- Directions for this task
Would you transcribe all of the entries that follow, word for word?

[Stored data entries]
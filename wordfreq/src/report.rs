//! Aggregation and rendering of the final word counts.
//!
//! A [`Report`] is built once from a drained [`WordTally`](crate::tally::WordTally) and is
//! immutable afterwards. Ranking is fully deterministic: records are ordered by count,
//! highest first, and words with equal counts are ordered alphabetically. The drain order
//! of the tally therefore never leaks into the output.
//!
//! Rendering produces the exact text that is printed and persisted:
//!
//! ```text
//! Word Frequency Analysis Report
//! ------------------------------
//! 1. fox: 2
//! 2. jumps: 1
//!
//! Total unique words: 2
//! Total word count: 3
//! Files processed: 1
//! ```

use std::cmp::Ordering;
use std::fmt;
use std::fs;
use std::path::Path;
use tracing::debug;

use crate::errors::{TallyError, TallyResult};

/// Number of ranked entries shown in the report
pub const TOP_N: usize = 15;

/// File the CLI persists the report to, relative to the working directory
pub const REPORT_FILE_NAME: &str = "word_frequency_report.txt";

const TITLE: &str = "Word Frequency Analysis Report";

/// A single word and how often it occurred
#[derive(Debug, Clone, PartialEq, Eq)]
pub struct WordFrequency {
    pub word: String,
    pub count: u64,
}

impl WordFrequency {
    pub fn new(word: impl Into<String>, count: u64) -> Self {
        Self {
            word: word.into(),
            count,
        }
    }

    /// Ranking order: count descending, then word ascending
    pub fn rank_cmp(&self, other: &Self) -> Ordering {
        other
            .count
            .cmp(&self.count)
            .then_with(|| self.word.cmp(&other.word))
    }
}

/// Sorts records into ranking order
pub fn rank(records: &mut [WordFrequency]) {
    records.sort_by(WordFrequency::rank_cmp);
}

/// The finished analysis
#[derive(Debug, Clone, PartialEq, Eq)]
pub struct Report {
    /// Highest ranked records, at most [`TOP_N`]
    pub top_words: Vec<WordFrequency>,
    /// Number of distinct counted words
    pub unique_words: usize,
    /// Sum of counts over every word, not just the top entries
    pub total_words: u64,
    /// Number of files a worker was launched for, including ones that failed
    pub files_processed: usize,
}

impl Report {
    /// Builds a report from drained tally records
    pub fn from_records(mut records: Vec<WordFrequency>, files_processed: usize) -> Self {
        let unique_words = records.len();
        let total_words = records.iter().map(|r| r.count).sum::<u64>();

        rank(&mut records);
        records.truncate(TOP_N);

        debug!(
            "Aggregated {} unique words, {} occurrences",
            unique_words, total_words
        );

        Self {
            top_words: records,
            unique_words,
            total_words,
            files_processed,
        }
    }

    /// Renders the report text
    pub fn render(&self) -> String {
        self.to_string()
    }

    /// Writes the rendered report to `path`, replacing any existing file
    pub fn write_to(&self, path: &Path) -> TallyResult<()> {
        fs::write(path, self.render()).map_err(|e| TallyError::report_write(path, e))
    }
}

impl fmt::Display for Report {
    fn fmt(&self, f: &mut fmt::Formatter<'_>) -> fmt::Result {
        writeln!(f, "{}", TITLE)?;
        writeln!(f, "{}", "-".repeat(TITLE.len()))?;
        for (rank, entry) in self.top_words.iter().enumerate() {
            writeln!(f, "{}. {}: {}", rank + 1, entry.word, entry.count)?;
        }
        writeln!(f)?;
        writeln!(f, "Total unique words: {}", self.unique_words)?;
        writeln!(f, "Total word count: {}", self.total_words)?;
        writeln!(f, "Files processed: {}", self.files_processed)
    }
}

- Written solution
filename wordfreq/src/report.rs
//! Aggregation and rendering of the final word counts.
//!
//! A [`Report`] is built once from a drained [`WordTally`](crate::tally::WordTally) and is
//! immutable afterwards. Ranking is fully deterministic: records are ordered by count,
//! highest first, and words with equal counts are ordered alphabetically. The drain order
//! of the tally therefore never leaks into the output.
//!
//! Rendering produces the exact text that is printed and persisted:
//!
//! ```text
//! Word Frequency Analysis Report
//! ------------------------------
//! 1. fox: 2
//! 2. jumps: 1
//!
//! Total unique words: 2
//! Total word count: 3
//! Files processed: 1
//! ```

use std::cmp::Ordering;
use std::fmt;
use std::fs;
use std::path::Path;
use tracing::debug;

use crate::errors::{TallyError, TallyResult};

/// Number of ranked entries shown in the report
pub const TOP_N: usize = 15;

/// File the CLI persists the report to, relative to the working directory
pub const REPORT_FILE_NAME: &str = "word_frequency_report.txt";

const TITLE: &str = "Word Frequency Analysis Report";

/// A single word and how often it occurred
#[derive(Debug, Clone, PartialEq, Eq)]
pub struct WordFrequency {
    pub word: String,
    pub count: u64,
}

impl WordFrequency {
    pub fn new(word: impl Into<String>, count: u64) -> Self {
        Self {
            word: word.into(),
            count,
        }
    }

    /// Ranking order: count descending, then word ascending
    pub fn rank_cmp(&self, other: &Self) -> Ordering {
        other
            .count
            .cmp(&self.count)
            .then_with(|| self.word.cmp(&other.word))
    }
}

/// Sorts records into ranking order
pub fn rank(records: &mut [WordFrequency]) {
    records.sort_by(WordFrequency::rank_cmp);
}

/// The finished analysis
#[derive(Debug, Clone, PartialEq, Eq)]
pub struct Report {
    /// Highest ranked records, at most [`TOP_N`]
    pub top_words: Vec<WordFrequency>,
    /// Number of distinct counted words
    pub unique_words: usize,
    /// Sum of counts over every word, not just the top entries
    pub total_words: u64,
    /// Number of files a worker was launched for, including ones that failed
    pub files_processed: usize,
}

impl Report {
    /// Builds a report from drained tally records
    pub fn from_records(mut records: Vec<WordFrequency>, files_processed: usize) -> Self {
        let unique_words = records.len();
        let total_words = records.iter().map(|r| r.count).sum::<u64>();

        rank(&mut records);
        records.truncate(TOP_N);

        debug!(
            "Aggregated {} unique words, {} occurrences",
            unique_words, total_words
        );

        Self {
            top_words: records,
            unique_words,
            total_words,
            files_processed,
        }
    }

    /// Renders the report text
    pub fn render(&self) -> String {
        self.to_string()
    }

    /// Writes the rendered report to `path`, replacing any existing file
    pub fn write_to(&self, path: &Path) -> TallyResult<()> {
        fs::write(path, self.render()).map_err(|e| TallyError::report_write(path, e))
    }
}

impl fmt::Display for Report {
    fn fmt(&self, f: &mut fmt::Formatter<'_>) -> fmt::Result {
        writeln!(f, "{}", TITLE)?;
        writeln!(f, "{}", "-".repeat(TITLE.len()))?;
        for (rank, entry) in self.top_words.iter().enumerate() {
            writeln!(f, "{}. {}: {}", rank + 1, entry.word, entry.count)?;
        }
        writeln!(f)?;
        writeln!(f, "Total unique words: {}", self.unique_words)?;
        writeln!(f, "Total word count: {}", self.total_words)?;
        writeln!(f, "Files processed: {}", self.files_processed)
    }
}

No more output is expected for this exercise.